* **Saved data entries**
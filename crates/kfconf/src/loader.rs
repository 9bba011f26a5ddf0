//! Config file discovery, loading, and environment variable overlay.

use crate::report::{parse_spelling, OutputFormat};
use crate::{ConfigError, KeyfinderConfig};
use std::env;
use std::path::{Path, PathBuf};
use tracing::warn;

/// Information about where config values came from.
#[derive(Debug, Clone, Default)]
pub struct ConfigSources {
    /// Config files that were loaded (in order)
    pub files: Vec<PathBuf>,
    /// Environment variables that overrode config values
    pub env_overrides: Vec<String>,
}

/// Discover config files in standard locations.
///
/// Returns paths in load order (system, user, local).
/// Only returns files that exist.
pub fn discover_config_files() -> Vec<PathBuf> {
    discover_config_files_with_override(None)
}

/// Discover config files, optionally with a CLI override path.
///
/// If `cli_path` is provided it replaces the local override, and is returned
/// even when missing so that loading reports the bad path.
pub fn discover_config_files_with_override(cli_path: Option<&Path>) -> Vec<PathBuf> {
    let mut files = Vec::new();

    // System config
    let system = PathBuf::from("/etc/keyfinder/config.toml");
    if system.exists() {
        files.push(system);
    }

    // User config (XDG_CONFIG_HOME or ~/.config)
    if let Some(config_dir) = directories::BaseDirs::new().map(|d| d.config_dir().to_path_buf()) {
        let user = config_dir.join("keyfinder/config.toml");
        if user.exists() {
            files.push(user);
        }
    }

    // CLI override takes precedence over local
    if let Some(path) = cli_path {
        files.push(path.to_path_buf());
        return files;
    }

    // Local override (current directory)
    let local = PathBuf::from("keyfinder.toml");
    if local.exists() {
        files.push(local);
    }

    files
}

/// Load config from a TOML file on top of compiled defaults.
pub fn load_from_file(path: &Path) -> Result<KeyfinderConfig, ConfigError> {
    let mut config = KeyfinderConfig::default();
    apply_file(&mut config, path)?;
    Ok(config)
}

/// Overlay the keys present in a TOML file onto `config`.
pub fn apply_file(config: &mut KeyfinderConfig, path: &Path) -> Result<(), ConfigError> {
    let contents = std::fs::read_to_string(path).map_err(|e| ConfigError::FileRead {
        path: path.to_path_buf(),
        source: e,
    })?;

    apply_toml(config, &contents, path)
}

/// Overlay the keys present in TOML text onto `config`.
///
/// Keys absent from the text keep their current value, so files layer.
pub fn apply_toml(
    config: &mut KeyfinderConfig,
    contents: &str,
    path: &Path,
) -> Result<(), ConfigError> {
    let parse_err = |message: String| ConfigError::Parse {
        path: path.to_path_buf(),
        message,
    };

    let table: toml::Table = contents
        .parse()
        .map_err(|e: toml::de::Error| parse_err(e.to_string()))?;

    if let Some(report) = table.get("report").and_then(|v| v.as_table()) {
        if let Some(v) = report.get("format") {
            let s = v
                .as_str()
                .ok_or_else(|| parse_err("report.format must be a string".to_string()))?;
            config.report.format = OutputFormat::parse(s)
                .ok_or_else(|| parse_err(format!("unknown report.format {:?}", s)))?;
        }
        if let Some(v) = report.get("precision") {
            let n = v
                .as_integer()
                .filter(|n| (0..=17).contains(n))
                .ok_or_else(|| parse_err("report.precision must be an integer 0-17".to_string()))?;
            config.report.precision = n as usize;
        }
        if let Some(v) = report.get("spelling") {
            let s = v
                .as_str()
                .ok_or_else(|| parse_err("report.spelling must be a string".to_string()))?;
            config.report.spelling = parse_spelling(s)
                .ok_or_else(|| parse_err(format!("unknown report.spelling {:?}", s)))?;
        }
        if let Some(v) = report.get("show_table") {
            config.report.show_table = v
                .as_bool()
                .ok_or_else(|| parse_err("report.show_table must be a boolean".to_string()))?;
        }
    }

    if let Some(telemetry) = table.get("telemetry").and_then(|v| v.as_table()) {
        if let Some(v) = telemetry.get("log_level") {
            let s = v
                .as_str()
                .ok_or_else(|| parse_err("telemetry.log_level must be a string".to_string()))?;
            config.telemetry.log_level = s.to_string();
        }
    }

    Ok(())
}

/// Apply environment variable overrides to config.
///
/// Unparseable values are skipped with a warning rather than failing startup.
pub fn apply_env_overrides(config: &mut KeyfinderConfig, sources: &mut ConfigSources) {
    apply_overrides(config, sources, |key| env::var(key).ok());
}

fn apply_overrides(
    config: &mut KeyfinderConfig,
    sources: &mut ConfigSources,
    lookup: impl Fn(&str) -> Option<String>,
) {
    if let Some(v) = lookup("KEYFINDER_FORMAT") {
        match OutputFormat::parse(&v) {
            Some(format) => {
                config.report.format = format;
                sources.env_overrides.push("KEYFINDER_FORMAT".to_string());
            }
            None => warn!(value = %v, "ignoring unknown KEYFINDER_FORMAT"),
        }
    }
    if let Some(v) = lookup("KEYFINDER_PRECISION") {
        match v.trim().parse::<usize>() {
            Ok(precision) if precision <= 17 => {
                config.report.precision = precision;
                sources.env_overrides.push("KEYFINDER_PRECISION".to_string());
            }
            _ => warn!(value = %v, "ignoring invalid KEYFINDER_PRECISION"),
        }
    }
    if let Some(v) = lookup("KEYFINDER_SPELLING") {
        match parse_spelling(&v) {
            Some(spelling) => {
                config.report.spelling = spelling;
                sources.env_overrides.push("KEYFINDER_SPELLING".to_string());
            }
            None => warn!(value = %v, "ignoring unknown KEYFINDER_SPELLING"),
        }
    }
    if let Some(v) = lookup("KEYFINDER_SHOW_TABLE") {
        match v.trim().to_ascii_lowercase().as_str() {
            "1" | "true" | "yes" => {
                config.report.show_table = true;
                sources.env_overrides.push("KEYFINDER_SHOW_TABLE".to_string());
            }
            "0" | "false" | "no" => {
                config.report.show_table = false;
                sources.env_overrides.push("KEYFINDER_SHOW_TABLE".to_string());
            }
            _ => warn!(value = %v, "ignoring invalid KEYFINDER_SHOW_TABLE"),
        }
    }
    if let Some(v) = lookup("KEYFINDER_LOG_LEVEL") {
        config.telemetry.log_level = v;
        sources.env_overrides.push("KEYFINDER_LOG_LEVEL".to_string());
    }
}
//! Krumhansl-Kessler tonal profiles and their 12 tonic rotations.
//!
//! Profiles are probe-tone ratings from Krumhansl & Kessler (1982), indexed
//! by scale degree from the tonic. Each bank stores the mean-centered
//! profile rotated onto every tonic, plus the profile's L2 norm.

use std::sync::LazyLock;

use crate::types::KeyMode;
use crate::PITCH_CLASSES;

/// Krumhansl-Kessler major key profile.
pub const MAJOR_PROFILE: [f64; 12] = [6.35, 2.23, 3.48, 2.33, 4.38, 4.09, 2.52, 5.19, 2.39, 3.66, 2.29, 2.88];

/// Krumhansl-Kessler minor key profile.
pub const MINOR_PROFILE: [f64; 12] = [6.33, 2.68, 3.52, 5.38, 2.60, 3.53, 2.54, 4.75, 3.98, 2.69, 3.34, 3.17];

static MAJOR_BANK: LazyLock<RotatedTemplateBank> =
    LazyLock::new(|| RotatedTemplateBank::from_profile(&MAJOR_PROFILE));

static MINOR_BANK: LazyLock<RotatedTemplateBank> =
    LazyLock::new(|| RotatedTemplateBank::from_profile(&MINOR_PROFILE));

/// Base (unrotated, uncentered) profile for a mode.
pub fn profile(mode: KeyMode) -> &'static [f64; 12] {
    match mode {
        KeyMode::Major => &MAJOR_PROFILE,
        KeyMode::Minor => &MINOR_PROFILE,
    }
}

/// Shared rotated bank for a mode, built on first use.
pub fn bank(mode: KeyMode) -> &'static RotatedTemplateBank {
    match mode {
        KeyMode::Major => &MAJOR_BANK,
        KeyMode::Minor => &MINOR_BANK,
    }
}

/// Rotate `values` so that index 0 moves to `tonic`.
///
/// `rotate(v, k)[p] == v[(p - k) mod 12]`.
pub fn rotate(values: &[f64; 12], tonic: usize) -> [f64; 12] {
    let mut rotated = [0.0; 12];
    for (p, slot) in rotated.iter_mut().enumerate() {
        *slot = values[(p + PITCH_CLASSES - tonic % PITCH_CLASSES) % PITCH_CLASSES];
    }
    rotated
}

pub(crate) fn mean_center(values: &[f64; 12]) -> [f64; 12] {
    let mean = values.iter().sum::<f64>() / PITCH_CLASSES as f64;
    let mut centered = *values;
    for v in &mut centered {
        *v -= mean;
    }
    centered
}

pub(crate) fn l2_norm(values: &[f64; 12]) -> f64 {
    values.iter().map(|v| v * v).sum::<f64>().sqrt()
}

/// A mode profile, mean-centered and rotated onto all 12 tonics.
#[derive(Debug, Clone)]
pub struct RotatedTemplateBank {
    /// Row k is the centered profile anchored at tonic k.
    rotations: [[f64; 12]; 12],
    norm: f64,
}

impl RotatedTemplateBank {
    pub fn from_profile(profile: &[f64; 12]) -> Self {
        let centered = mean_center(profile);
        let mut rotations = [[0.0; 12]; 12];
        for (tonic, row) in rotations.iter_mut().enumerate() {
            *row = rotate(&centered, tonic);
        }
        Self {
            rotations,
            norm: l2_norm(&centered),
        }
    }

    /// Centered profile anchored at `tonic` (0–11).
    pub fn rotation(&self, tonic: usize) -> &[f64; 12] {
        &self.rotations[tonic % PITCH_CLASSES]
    }

    /// L2 norm of the centered profile; identical for every rotation.
    pub fn norm(&self) -> f64 {
        self.norm
    }

    /// Dot product of rotation `tonic` with an already-centered vector.
    ///
    /// Accumulates in scale-degree order from the tonic, so inputs that repeat
    /// under transposition score bit-identically on equivalent tonics.
    pub fn dot(&self, tonic: usize, centered: &[f64; 12]) -> f64 {
        let row = self.rotation(tonic);
        let mut sum = 0.0;
        for degree in 0..PITCH_CLASSES {
            let p = (tonic + degree) % PITCH_CLASSES;
            sum += row[p] * centered[p];
        }
        sum
    }
}
use crate::PITCH_CLASSES;

/// Errors from key estimation.
#[derive(Debug, Clone, PartialEq, thiserror::Error)]
pub enum KeyError {
    /// Input did not have one bin per pitch class.
    #[error("expected {expected} pitch-class bins, got {actual}")]
    InvalidInputShape { expected: usize, actual: usize },

    /// Input carries no tonal information (zero energy, or every bin equal),
    /// so every correlation would divide by zero.
    #[error("insufficient signal: pitch-class energy has zero variance")]
    InsufficientSignal,

    /// A bin was NaN or infinite.
    #[error("non-finite energy {value} at pitch class {index}")]
    NonFiniteInput { index: usize, value: f64 },
}

impl KeyError {
    pub(crate) fn shape(actual: usize) -> Self {
        KeyError::InvalidInputShape {
            expected: PITCH_CLASSES,
            actual,
        }
    }
}

pub type Result<T> = std::result::Result<T, KeyError>;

* **What is required**
Which of the lines above mention the word "their"? Pull those lines out.

* **Response for this exercise**
/// Keys absent from the text keep their current value, so files layer.
//! Krumhansl-Kessler tonal profiles and their 12 tonic rotations.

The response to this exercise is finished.